[Entries shown Boundary: Start]
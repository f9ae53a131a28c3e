//! Initial view fitting in Web Mercator.
//!
//! Mirrors how slippy maps fit bounds: the bounds are projected, the
//! largest integer zoom at which they fit inside the padded map area is
//! chosen, and the result is capped at the configured maximum zoom.

use std::f64::consts::PI;

use carbon_map_geometry_models::{LatLng, LatLngBounds};
use carbon_map_render_models::Viewport;

use crate::config::ViewportConfig;

/// Edge length of a map tile at zoom 0, in pixels.
const TILE_SIZE: f64 = 256.0;

/// Latitude limit of the Web Mercator projection.
const MAX_MERCATOR_LATITUDE: f64 = 85.051_128_779_806_59;

/// Fits the view to `points`, or returns the configured default view when
/// there are none.
#[must_use]
pub fn fit(points: &[LatLng], config: &ViewportConfig) -> Viewport {
    let Some(bounds) = LatLngBounds::from_points(points) else {
        log::debug!("Nothing rendered, using default view");
        return default_view(config);
    };
    let (center, zoom) = fit_bounds(&bounds, config);
    Viewport {
        center,
        zoom,
        bounds: Some(bounds),
    }
}

/// The configured default view.
#[must_use]
pub fn default_view(config: &ViewportConfig) -> Viewport {
    Viewport {
        center: LatLng::from(config.default_center),
        zoom: config.default_zoom,
        bounds: None,
    }
}

/// Center and zoom that fit `bounds` inside the padded map area.
#[must_use]
#[allow(clippy::cast_possible_truncation, clippy::cast_sign_loss)]
pub fn fit_bounds(bounds: &LatLngBounds, config: &ViewportConfig) -> (LatLng, u8) {
    let (west, north) = project(LatLng::new(bounds.north_east.lat, bounds.south_west.lng));
    let (east, south) = project(LatLng::new(bounds.south_west.lat, bounds.north_east.lng));

    let width_px = (east - west) * TILE_SIZE;
    let height_px = (south - north) * TILE_SIZE;
    let available_w = 2.0f64.mul_add(-config.padding, config.width).max(1.0);
    let available_h = 2.0f64.mul_add(-config.padding, config.height).max(1.0);

    let scale = (available_w / width_px).min(available_h / height_px);
    let max_zoom = f64::from(config.max_zoom);
    let zoom = if scale.is_finite() {
        scale.log2().floor().clamp(0.0, max_zoom)
    } else {
        max_zoom
    };

    let center = unproject(f64::midpoint(west, east), f64::midpoint(north, south));
    (center, zoom as u8)
}

/// Projects to normalized Web Mercator coordinates in `0.0..=1.0`, with
/// `y` growing southwards.
fn project(point: LatLng) -> (f64, f64) {
    let lat = point
        .lat
        .clamp(-MAX_MERCATOR_LATITUDE, MAX_MERCATOR_LATITUDE)
        .to_radians();
    let x = (point.lng + 180.0) / 360.0;
    let y = 0.5 - lat.tan().asinh() / (2.0 * PI);
    (x, y)
}

fn unproject(x: f64, y: f64) -> LatLng {
    let lat = ((0.5 - y) * 2.0 * PI).sinh().atan().to_degrees();
    LatLng::new(lat, x.mul_add(360.0, -180.0))
}
//! Detail panel payloads for selected areas.
//!
//! Every row is always present; absent source values render as
//! [`NOT_AVAILABLE`] so the panel layout does not shift between records.

use carbon_map_project_models::{
    AreaRecord, Conservancy, DetailPayload, NOT_AVAILABLE, Project,
};

use crate::format::{format_area_ha, format_area_km2, format_number};

/// Builds the detail rows for any area record.
#[must_use]
pub fn describe(record: &AreaRecord) -> DetailPayload {
    match record {
        AreaRecord::Project(p) => project_detail(p),
        AreaRecord::Conservancy(c) => conservancy_detail(c),
    }
}

/// Detail rows for a conservancy.
#[must_use]
pub fn conservancy_detail(c: &Conservancy) -> DetailPayload {
    let land_area = c.area_km2.map_or_else(
        || {
            c.area_hectares.map_or_else(
                || NOT_AVAILABLE.to_string(),
                |ha| format!("{} (ha)", format_area_ha(ha)),
            )
        },
        format_area_km2,
    );

    let credits = c.carbon_credits.as_ref();
    let issued = credits.and_then(|cc| cc.issued_tco2e);
    let retired = credits.and_then(|cc| cc.retired_tco2e);

    let mut payload = DetailPayload::default();
    payload.push("land_area", "Land area", land_area);
    payload.push("carbon_issued", "Carbon issued", tonnes(issued));
    payload.push("carbon_retired", "Carbon retired", tonnes(retired));
    payload.push("households", "Households", count(c.households));
    payload.push("population", "Population", count(c.population));
    payload.push("counties", "Counties", counties(&c.counties));
    payload.push("established", "Established", established(c.established.as_ref()));
    payload
}

/// Detail rows for a project.
#[must_use]
pub fn project_detail(p: &Project) -> DetailPayload {
    let area = p
        .area
        .as_ref()
        .and_then(|a| a.hectares)
        .map_or_else(|| NOT_AVAILABLE.to_string(), format_area_ha);

    let mut payload = DetailPayload::default();
    payload.push(
        "project",
        "Project",
        format!("{} ({})", p.display_name(), p.id()),
    );
    payload.push("area", "Area", area);
    payload.push("counties", "Counties", counties(&p.counties));
    payload.push(
        "status",
        "Status",
        p.status
            .as_deref()
            .filter(|s| !s.is_empty())
            .unwrap_or(NOT_AVAILABLE),
    );
    payload
}

fn tonnes(value: Option<f64>) -> String {
    value.map_or_else(
        || NOT_AVAILABLE.to_string(),
        |n| format!("{} tCO2e", format_number(n)),
    )
}

fn count(value: Option<f64>) -> String {
    value.map_or_else(|| NOT_AVAILABLE.to_string(), format_number)
}

fn counties(counties: &[String]) -> String {
    if counties.is_empty() {
        NOT_AVAILABLE.to_string()
    } else {
        counties.join(", ")
    }
}

fn established(value: Option<&serde_json::Value>) -> String {
    match value {
        Some(serde_json::Value::String(s)) if !s.is_empty() => s.clone(),
        Some(serde_json::Value::Number(n)) => n.to_string(),
        _ => NOT_AVAILABLE.to_string(),
    }
}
[Entries shown Boundary: End]
# Your goal:
Among the lines above, find the ones containing "Option" and copy them.

# Task answer:
fn tonnes(value: Option<f64>) -> String {
fn count(value: Option<f64>) -> String {
fn established(value: Option<&serde_json::Value>) -> String {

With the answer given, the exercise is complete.